Le monologue, chant et crise
Le monologue n'est pas intrinsèquement problématique au théâtre, tant que celui-ci prend ostensiblement en compte la présence du public comme destinataire. Il s'inscrit alors dans la lignée narrative de l'art des conteurs et des jongleurs, et peut même constituer un genre autonome, très courant dans le théâtre médiéval, majoritairement sous la forme de discours parodiques : ainsi les sermons joyeux ou les monologues de soldats fanfarons comme Le Franc Archer de Bagnolet (xve siècle). Dans la dramaturgie renaissante encore, le monologue n'est pas considéré comme un élément perturbateur de la mimèsis : il participe pleinement, au même titre que le dialogue et le chœur, du langage théâtral. Dans des poétiques de la discontinuité telles que celles du théâtre shakespearien ou du théâtre du début du xviie siècle français, il occupe encore une place importante, et offre des moments particulièrement appréciés de la représentation des passions. Ornements poétiques et lyriques, les monologues constituent également des marqueurs dramaturgiques privilégiés. Leur jeu permet l'organisation de la contradiction en mettant en évidence, au sein de la représentation globale, la concurrence de points de vue internes.

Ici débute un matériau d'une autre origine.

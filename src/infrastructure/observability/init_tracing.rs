use tracing_subscriber::layer::SubscriberExt;
use tracing_subscriber::util::SubscriberInitExt;
use tracing_subscriber::{EnvFilter, fmt};

use super::TracingConfig;

/// Initialize the tracing subscriber. `RUST_LOG` overrides the configured
/// level when set.
pub fn init_tracing(config: &TracingConfig, port: u16) {
    let env_filter = EnvFilter::try_from_default_env()
        .unwrap_or_else(|_| EnvFilter::new(config.default_filter()));

    if config.json_format {
        tracing_subscriber::registry()
            .with(env_filter)
            .with(
                fmt::layer()
                    .json()
                    .with_target(true)
                    .with_file(true)
                    .with_line_number(true),
            )
            .init();
    } else {
        tracing_subscriber::registry()
            .with(env_filter)
            .with(fmt::layer().with_target(true))
            .init();
    }

    tracing::info!(
        port = port,
        environment = %config.environment,
        json_format = config.json_format,
        "ASR gateway initialized"
    );
}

C'est l'instauration de l'horizon dramatique, et par conséquent du dialogue comme médium privilégié de la représentation mimétique de l'action interhumaine, qui rend son statut problématique. Le monologue correspond alors à un moment exceptionnel de climax pathétique et /ou de reconsidération et d'examen, par un personnage, de la situation – moment de prise en charge singulière des enjeux du conflit interhumain. Expression d'un dilemme que le héros doit résoudre par la prise d'une décision (les stances du Cidchez Pierre Corneille), ou des incertitudes et des revirements de personnages manifestés dans un ébranlement pathologique (au sens propre) de leur moi (Jean Racine), il apparaît non seulement comme marquant des moments cruciaux de l'action, mais aussi comme le miroir du personnage et de tous les leurres qui lui sont liés : le lieu où le dramaturge laisse deviner au spectateur l'expression d'une intériorité problématique. Le xviiie siècle exploitera le monologue pour associer à la représentation la présence d'un regard subjectif privilégié (Dorval, dans Le Fils naturel de Denis Diderot, 1757), ou encore pour livrer un décrochage, entre introspection et récit de bateleur, dans lequel le personnage pourra s'interroger sur l'impossible unité d'une identité inassignable (« sans savoir [...] même quel est ce moi dont je m'occupe », dit Figaro dans Le Mariage de Figaro de Beaumarchais, 1784). Le monologue moderne s'engage ainsi sur les voies d'une valorisation pathétique et morale de l'expression subjective, tout en laissant généralement entrevoir une identité irrémédiablement diffractée : comme si l'examen de soi devait achopper sur l'inexprimable du sentiment et de la psyché. Des décrochages propres aux longs « tunnels » hugoliens à l'agitation proche de la folie des monologues de Lorenzaccio[...]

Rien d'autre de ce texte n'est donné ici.